War and Peace in the Works of Chaucer and his Contemporaries

War and Peace in the Works of Chaucer and his Contemporaries

By Karl Heinz Göller

Die Geisteswissenschaften stellen sich vor. Veröffentlichungen der Universität Innsbruck, edited by Wolfram Krömer and Osmund Menghin (Innsbruck, 1983)

War and Peace in the Works of Chaucer and his Contemporaries - image courtesy British Library

Introduction: Even today the concept of the Middle Ages in scholarship and research is marked by one-sided viewpoints. This is particularly true in the case of war and peace, knightly combat, and the ideals of chivalry. Numerous publications claim that a proper understanding of the Middle Ages must proceed from the basic premise of a naive and unreflected, fundamentally positive attitude towards war and armed conflict. An author like Gerhard Nebel may well represent an extreme position in this respect: with regret he casts a nostalgic look back at an age in which men were always running about, weapon in hand, on the lookout for a possible opponent, while modern man has become a mollusk (that is a spineless soft-bodied animal). Cornish is certainly nearer to the consensus of opinion prevalent in this century when he characterizes the essence of medieval warfare in the following way: “…the game of war, thus played, is a noble sport, which encreases the dignity of humanity.”

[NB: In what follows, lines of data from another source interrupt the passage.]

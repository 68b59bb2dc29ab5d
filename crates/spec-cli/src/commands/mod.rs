//! Command implementations for spec-cli

pub mod options;
pub mod resolve;

pub use options::run_options;
pub use resolve::{ResolveArgs, run_resolve};
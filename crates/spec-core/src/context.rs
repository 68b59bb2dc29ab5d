//! Run-scoped context shared by default value generators
//!
//! A [`RunContext`] carries the identifier of one invocation of the
//! benchmarking system. It is created once at process start and only ever
//! read afterwards: generators derive run-scoped names from it, so two
//! resolutions in the same run agree on those names.

use std::fmt;
use std::sync::OnceLock;

use serde::{Deserialize, Serialize};

use crate::error::{Error, Result};

/// Maximum length of a run URI
pub const MAX_RUN_URI_LEN: usize = 12;

static CURRENT: OnceLock<RunContext> = OnceLock::new();

/// Identifier of a single run of the system
#[derive(Debug, Clone, PartialEq, Eq, Hash, Serialize, Deserialize)]
pub struct RunContext {
    run_uri: String,
}

impl RunContext {
    /// Create a context from an explicit run URI.
    ///
    /// The URI must be non-empty, alphanumeric and at most
    /// [`MAX_RUN_URI_LEN`] characters, since it ends up embedded in
    /// provider resource names.
    pub fn new(run_uri: impl Into<String>) -> Result<Self> {
        let run_uri = run_uri.into();

        if run_uri.is_empty() {
            return Err(Error::InvalidRunUri {
                run_uri,
                reason: "must not be empty".to_string(),
            });
        }
        if !run_uri.chars().all(|c| c.is_ascii_alphanumeric()) {
            return Err(Error::InvalidRunUri {
                run_uri,
                reason: "must be alphanumeric".to_string(),
            });
        }
        if run_uri.len() > MAX_RUN_URI_LEN {
            return Err(Error::InvalidRunUri {
                run_uri,
                reason: format!("must be at most {} characters", MAX_RUN_URI_LEN),
            });
        }

        Ok(Self { run_uri })
    }

    /// Generate a fresh context from the tail of a v4 UUID.
    pub fn generate() -> Self {
        let id = uuid::Uuid::new_v4().simple().to_string();
        let tail = &id[id.len() - 8..];
        Self {
            run_uri: tail.to_string(),
        }
    }

    /// The run URI
    pub fn run_uri(&self) -> &str {
        &self.run_uri
    }

    /// Install the process-wide context.
    ///
    /// Succeeds only for the first caller; the installed context is never
    /// replaced for the lifetime of the process.
    pub fn install(context: RunContext) -> Result<&'static RunContext> {
        let mut installed = false;
        let current = CURRENT.get_or_init(|| {
            installed = true;
            context
        });

        if !installed {
            return Err(Error::RunContextAlreadySet {
                current: current.run_uri.clone(),
            });
        }

        tracing::debug!(run_uri = %current.run_uri, "Installed run context");
        Ok(current)
    }

    /// The process-wide context, if one was installed
    pub fn current() -> Option<&'static RunContext> {
        CURRENT.get()
    }
}

impl fmt::Display for RunContext {
    fn fmt(&self, f: &mut fmt::Formatter<'_>) -> fmt::Result {
        f.write_str(&self.run_uri)
    }
}

#[cfg(test)]
mod tests {
    use super::*;
    use rstest::rstest;

    #[test]
    fn new_accepts_alphanumeric_uri() {
        let context = RunContext::new("123").unwrap();
        assert_eq!(context.run_uri(), "123");
        assert_eq!(context.to_string(), "123");
    }

    #[rstest]
    #[case("")]
    #[case("run-123")]
    #[case("run 1")]
    #[case("abcdefghijklm")]
    fn new_rejects_invalid_uri(#[case] uri: &str) {
        let result = RunContext::new(uri);
        assert!(
            matches!(result, Err(Error::InvalidRunUri { .. })),
            "expected InvalidRunUri for {:?}, got {:?}",
            uri,
            result
        );
    }

    #[test]
    fn generate_produces_valid_uri() {
        let context = RunContext::generate();
        assert_eq!(context.run_uri().len(), 8);
        assert!(RunContext::new(context.run_uri()).is_ok());
    }

    #[test]
    fn generate_differs_between_calls() {
        assert_ne!(RunContext::generate(), RunContext::generate());
    }

    #[test]
    fn install_is_write_once() {
        // Only test in this binary that touches the global slot
        let first = RunContext::install(RunContext::new("first").unwrap()).unwrap();
        assert_eq!(first.run_uri(), "first");

        let second = RunContext::install(RunContext::new("second").unwrap());
        assert_eq!(
            second,
            Err(Error::RunContextAlreadySet {
                current: "first".to_string()
            })
        );
        assert_eq!(RunContext::current().map(|c| c.run_uri()), Some("first"));
    }
}
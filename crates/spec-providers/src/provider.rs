//! CloudProvider trait

use spec_core::SpecSchema;

use crate::cloud::Cloud;

/// Supplies the provider-specific sub-spec schemas of one cloud
pub trait CloudProvider: Send + Sync {
    fn cloud(&self) -> Cloud;

    /// Schema of the cloud's `vm_spec` branch
    fn vm_schema(&self) -> spec_core::Result<SpecSchema>;

    /// Schema of the cloud's `disk_spec` branch
    fn disk_schema(&self) -> spec_core::Result<SpecSchema>;
}
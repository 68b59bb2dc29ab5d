//! Resolve command

use std::path::PathBuf;

use spec_core::{FlagValues, RunContext, SpecSchema};
use spec_db::{builtin_schema, component, load_raw_config, resolve_managed_db};

use crate::error::{CliError, Result};

/// Arguments of the resolve command
#[derive(Debug, Clone)]
pub struct ResolveArgs {
    pub config: PathBuf,
    pub component: Option<String>,
    pub run_uri: Option<String>,
    pub flags: Vec<String>,
    pub pretty: bool,
}

/// Run the resolve command
pub fn run_resolve(args: &ResolveArgs) -> Result<()> {
    let raw = load_raw_config(&args.config)?;
    let raw = component(&raw, args.component.as_deref().unwrap_or(""))?;

    let context = match &args.run_uri {
        Some(run_uri) => RunContext::new(run_uri.as_str())?,
        None => RunContext::generate(),
    };
    let context = RunContext::install(context)?;

    let flags = parse_flags(builtin_schema()?, &args.flags)?;
    tracing::debug!(flags = ?flags.names(), %context, "Resolving managed database spec");

    let spec = resolve_managed_db(raw, &flags, context)?;

    let output = if args.pretty {
        serde_json::to_string_pretty(&spec)?
    } else {
        serde_json::to_string(&spec)?
    };
    println!("{}", output);

    Ok(())
}

/// Turn `NAME=VALUE` arguments into explicitly set flags.
///
/// Each value is parsed according to the kind of the option the flag
/// overrides, so `managed_db_high_availability=true` becomes a boolean.
pub fn parse_flags(schema: &SpecSchema, args: &[String]) -> Result<FlagValues> {
    let mut flags = FlagValues::new();

    for arg in args {
        let Some((name, raw)) = arg.split_once('=') else {
            return Err(CliError::user(format!(
                "Invalid flag '{}': expected NAME=VALUE",
                arg
            )));
        };
        let name = name.trim();
        let Some(option) = schema.find_flag(name) else {
            return Err(CliError::user(format!("Unknown flag: {}", name)));
        };
        flags.parse(name, option.parse_flag(raw)?);
    }

    Ok(flags)
}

Particularly in the study of medieval literature, the concept of knightly combat has become a controversial focal point. Of course there were critics who stressed the negative aspects of medieval chivalry, as for instance, the glorification of war for its own sake, love of bloodshed, disregard for the suffering of the poor, and moral degeneration. As a rule, however, it was the positive aspects which were emphasized. This is already recognizable from the titles of the books. Thus the very influential work of Prestage on chivalry deals according to its subtitle with ‘its Historical Significance and Civilizing Influence’.

But whenever authors of work on chivalry and war during the Middle Ages have tried to determine the exact historical influence and result of chivalric ideals, they have run into difficulties. That is why there are such widely varying hypotheses concerning the ‘Golden Age’ of chivalry. Nearly all the periods from the early 12th to the late 15th century have been suggested. The net result will inevitably be that there never was a Golden Age of chivalry. The ideal knight is only to be found in fiction, that is in literature, which, however, as we can read even in modern standard works, bears the stamp of the ideals of courtly chivalry from 1100 to 1300, in England naturally with the well-known retardation.